#### [TASK TO COMPLETE]
Below are the records; collect from them each line containing the string "blocks".

RECORDS: Begin

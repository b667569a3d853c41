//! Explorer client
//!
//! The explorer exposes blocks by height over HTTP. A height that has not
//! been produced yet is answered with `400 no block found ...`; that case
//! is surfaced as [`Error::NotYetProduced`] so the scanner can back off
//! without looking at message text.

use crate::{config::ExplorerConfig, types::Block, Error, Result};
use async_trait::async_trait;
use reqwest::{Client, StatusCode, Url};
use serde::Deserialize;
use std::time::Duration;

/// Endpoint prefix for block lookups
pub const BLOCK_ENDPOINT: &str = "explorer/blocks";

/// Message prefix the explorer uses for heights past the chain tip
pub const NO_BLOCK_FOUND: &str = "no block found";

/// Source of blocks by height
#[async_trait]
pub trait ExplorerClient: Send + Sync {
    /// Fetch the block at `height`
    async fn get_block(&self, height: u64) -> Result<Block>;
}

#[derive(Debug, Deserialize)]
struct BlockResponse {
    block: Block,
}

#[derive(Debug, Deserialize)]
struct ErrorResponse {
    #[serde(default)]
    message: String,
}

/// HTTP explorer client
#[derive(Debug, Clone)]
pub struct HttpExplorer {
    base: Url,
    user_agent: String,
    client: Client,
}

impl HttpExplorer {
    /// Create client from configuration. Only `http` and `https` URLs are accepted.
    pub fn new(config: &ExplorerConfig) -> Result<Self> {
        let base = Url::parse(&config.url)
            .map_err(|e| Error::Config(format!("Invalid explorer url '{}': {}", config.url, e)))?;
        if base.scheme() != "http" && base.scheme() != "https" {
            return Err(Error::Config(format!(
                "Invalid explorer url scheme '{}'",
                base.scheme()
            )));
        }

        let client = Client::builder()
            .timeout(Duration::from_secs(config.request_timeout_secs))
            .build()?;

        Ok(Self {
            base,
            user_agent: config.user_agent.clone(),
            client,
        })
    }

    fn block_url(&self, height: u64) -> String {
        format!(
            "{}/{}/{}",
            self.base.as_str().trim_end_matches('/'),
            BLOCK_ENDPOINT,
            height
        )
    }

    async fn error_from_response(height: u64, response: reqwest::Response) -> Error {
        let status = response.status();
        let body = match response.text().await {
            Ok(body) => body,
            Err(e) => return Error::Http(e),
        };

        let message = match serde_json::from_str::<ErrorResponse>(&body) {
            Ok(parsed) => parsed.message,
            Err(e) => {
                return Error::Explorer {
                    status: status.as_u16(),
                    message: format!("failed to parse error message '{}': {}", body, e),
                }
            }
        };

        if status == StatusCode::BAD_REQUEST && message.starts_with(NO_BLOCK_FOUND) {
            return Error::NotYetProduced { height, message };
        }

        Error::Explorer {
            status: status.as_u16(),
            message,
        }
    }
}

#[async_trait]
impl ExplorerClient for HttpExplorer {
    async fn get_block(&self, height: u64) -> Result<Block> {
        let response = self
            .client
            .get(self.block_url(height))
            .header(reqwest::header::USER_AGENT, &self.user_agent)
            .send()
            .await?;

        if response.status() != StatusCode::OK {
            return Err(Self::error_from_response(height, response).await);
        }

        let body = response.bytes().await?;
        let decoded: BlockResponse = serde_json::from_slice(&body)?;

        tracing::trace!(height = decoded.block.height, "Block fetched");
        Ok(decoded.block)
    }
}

RECORDS: End

#### [TASK RESULT]
//! The explorer exposes blocks by height over HTTP. A height that has not
pub const BLOCK_ENDPOINT: &str = "explorer/blocks";
/// Source of blocks by height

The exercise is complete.